Further, the logic instructions in the memory 830 described above may be implemented in the form of software functional units and may be stored in a computer-readable storage medium when sold or used as a stand-alone product. Based on this understanding, the technical solution of the present invention may be embodied essentially or in a part contributing to the prior art or in a part of the technical solution, in the form of a software product stored in a storage medium, comprising several instructions for causing a computer device (which may be a personal computer, a server, a network device, etc.) to perform all or part of the steps of the method according to the embodiments of the present invention. The storage medium includes a U disk, a removable hard disk, a Read-Only Memory (ROM), a random access Memory (RAM, random Access Memory), a magnetic disk, an optical disk, or other various media capable of storing program codes.
In another aspect, the present invention further provides a computer program product, where the computer program product includes a computer program, and the computer program can be stored on a non-transitory computer readable storage medium, and when the computer program is executed by a processor, the computer is capable of executing the supply chain prediction method based on a knowledge graph and an industrial model provided by the above methods, where the method includes collecting supply chain prediction required features, where the required features include historical order data and production plan data, industrial purchase data and collection information, logistics data and warehouse data, performing data cleaning, standardization and correlation analysis on the historical order data and production plan data, industrial purchase data and collection information, logistics data and warehouse data to obtain target features, identifying key entities and relationships in the target features, constructing knowledge based on the key entities and relationships, identifying key nodes and node relationships of a supply chain in the knowledge graph by using an industrial model, and converting the key nodes and node relationships into numerical feature vectors for supply chain prediction, so as to perform supply chain prediction.

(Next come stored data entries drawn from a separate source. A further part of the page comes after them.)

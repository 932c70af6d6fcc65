//! `ferriclaw server` - the full runtime: agent loop drain, heartbeat,
//! and the REST API, shut down together on ctrl-c.

use std::sync::Arc;
use tokio_util::sync::CancellationToken;
use tracing::info;

use ferriclaw_agent::HeartbeatRunner;
use ferriclaw_config::AppConfig;
use ferriclaw_server::ServerState;

use crate::app;

pub async fn run(port: Option<u16>) -> Result<(), Box<dyn std::error::Error>> {
    let mut config = AppConfig::load()?;
    if let Some(port) = port {
        config.api.port = port;
    }

    let host = config.api.host.clone();
    let port = config.api.port;
    let heartbeat_config = config.heartbeat.clone();
    let workspace = config.workspace_path();

    let app = app::build(config)?;
    let cancel = CancellationToken::new();

    println!("ferriclaw server v{}", env!("CARGO_PKG_VERSION"));
    println!("  model:     {}", app.agent.model());
    println!("  tools:     {}", app.agent.tools_loaded());
    println!("  skills:    {}", app.skills.list().len());
    println!("  listening: {host}:{port}");
    println!("Press ctrl-c to stop");

    // Agent loop drain.
    let agent_task = {
        let agent = app.agent.clone();
        let cancel = cancel.clone();
        tokio::spawn(async move { agent.run(cancel).await })
    };

    // Heartbeat runner.
    let heartbeat_task = {
        let runner = HeartbeatRunner::new(
            &workspace,
            heartbeat_config.interval_minutes,
            heartbeat_config.enabled,
            app.agent.clone(),
            app.bus.clone(),
        );
        let cancel = cancel.clone();
        tokio::spawn(async move { runner.run(cancel).await })
    };

    // Graceful shutdown on ctrl-c.
    {
        let cancel = cancel.clone();
        let bus = app.bus.clone();
        tokio::spawn(async move {
            if tokio::signal::ctrl_c().await.is_ok() {
                info!("Shutdown signal received");
                bus.shutdown();
                cancel.cancel();
            }
        });
    }

    let state = ServerState::new(
        app.agent.clone(),
        app.swarm.clone(),
        app.bus.clone(),
        app.skills.clone(),
    );
    ferriclaw_server::serve(state, &host, port, cancel.clone()).await?;

    cancel.cancel();
    let _ = agent_task.await;
    let _ = heartbeat_task.await;
    println!("Server stopped");
    Ok(())
}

In yet another aspect, the present invention further provides a non-transitory computer readable storage medium, on which a computer program is stored, which when executed by a processor, is implemented to perform the supply chain prediction method based on a knowledge graph and an industrial model provided by the above methods, the method comprising collecting supply chain prediction required features including historical order data and production plan data, industrial purchase data and collection information, logistics data and warehouse data, performing data cleaning, standardization and correlation analysis on the historical order data and production plan data, the industrial purchase data and collection information, the logistics data and warehouse data to obtain target features, identifying key entities and relationships in the target features, constructing a knowledge graph based on the key entities and relationships, identifying supply chain key nodes and node relationships in the knowledge graph by using the industrial model, and converting into numeric feature vectors for supply chain prediction to perform supply chain prediction.
The apparatus embodiments described above are merely illustrative, wherein the elements illustrated as separate elements may or may not be physically separate, and the elements shown as elements may or may not be physical elements, may be located in one place, or may be distributed over a plurality of network elements. Some or all of the modules may be selected according to actual needs to achieve the purpose of the solution of this embodiment. Those of ordinary skill in the art will understand and implement the present invention without undue burden.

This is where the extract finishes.